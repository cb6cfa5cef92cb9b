// Event bridge
// Turns auto-advance playback events into scrobble submissions

use crate::error::BridgeError;
use crate::event::{PlaybackEvent, ScrobbleRecord};
use crate::scrobbler::Submitter;
use chrono::{DateTime, Utc};
use std::sync::Arc;

pub struct Bridge {
    submitter: Arc<dyn Submitter>,
}

impl Bridge {
    pub fn new(submitter: Arc<dyn Submitter>) -> Self {
        Self { submitter }
    }

    /// Handle one signal delivery, stamping the record with the current time
    ///
    /// Returns the submitted record, or `None` when the event is ignored.
    pub fn on_playback_event(
        &self,
        event: &PlaybackEvent,
    ) -> Result<Option<ScrobbleRecord>, BridgeError> {
        self.on_playback_event_at(event, Utc::now())
    }

    fn on_playback_event_at(
        &self,
        event: &PlaybackEvent,
        now: DateTime<Utc>,
    ) -> Result<Option<ScrobbleRecord>, BridgeError> {
        let Some(record) = ScrobbleRecord::from_event(event, now) else {
            log::debug!("Ignoring {:?} event for {} - {}", event.code, event.artist, event.track);
            return Ok(None);
        };

        log::info!(
            "Scrobbling: {} - {} ({}s) via {}",
            record.artist_name,
            record.song_title,
            record.length,
            self.submitter.name()
        );

        self.submitter
            .submit(&record)
            .map_err(BridgeError::Submission)?;

        Ok(Some(record))
    }
}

○ ○ ○ ○

Exercise goal:
Each entry above is to be copied out exactly as written.

Answer space:
repository cb6cfa5cef92cb9b
// Event bridge
// Turns auto-advance playback events into scrobble submissions

use crate::error::BridgeError;
use crate::event::{PlaybackEvent, ScrobbleRecord};
use crate::scrobbler::Submitter;
use chrono::{DateTime, Utc};
use std::sync::Arc;

pub struct Bridge {
    submitter: Arc<dyn Submitter>,
}

impl Bridge {
    pub fn new(submitter: Arc<dyn Submitter>) -> Self {
        Self { submitter }
    }

    /// Handle one signal delivery, stamping the record with the current time
    ///
    /// Returns the submitted record, or `None` when the event is ignored.
    pub fn on_playback_event(
        &self,
        event: &PlaybackEvent,
    ) -> Result<Option<ScrobbleRecord>, BridgeError> {
        self.on_playback_event_at(event, Utc::now())
    }

    fn on_playback_event_at(
        &self,
        event: &PlaybackEvent,
        now: DateTime<Utc>,
    ) -> Result<Option<ScrobbleRecord>, BridgeError> {
        let Some(record) = ScrobbleRecord::from_event(event, now) else {
            log::debug!("Ignoring {:?} event for {} - {}", event.code, event.artist, event.track);
            return Ok(None);
        };

        log::info!(
            "Scrobbling: {} - {} ({}s) via {}",
            record.artist_name,
            record.song_title,
            record.length,
            self.submitter.name()
        );

        self.submitter
            .submit(&record)
            .map_err(BridgeError::Submission)?;

        Ok(Some(record))
    }
}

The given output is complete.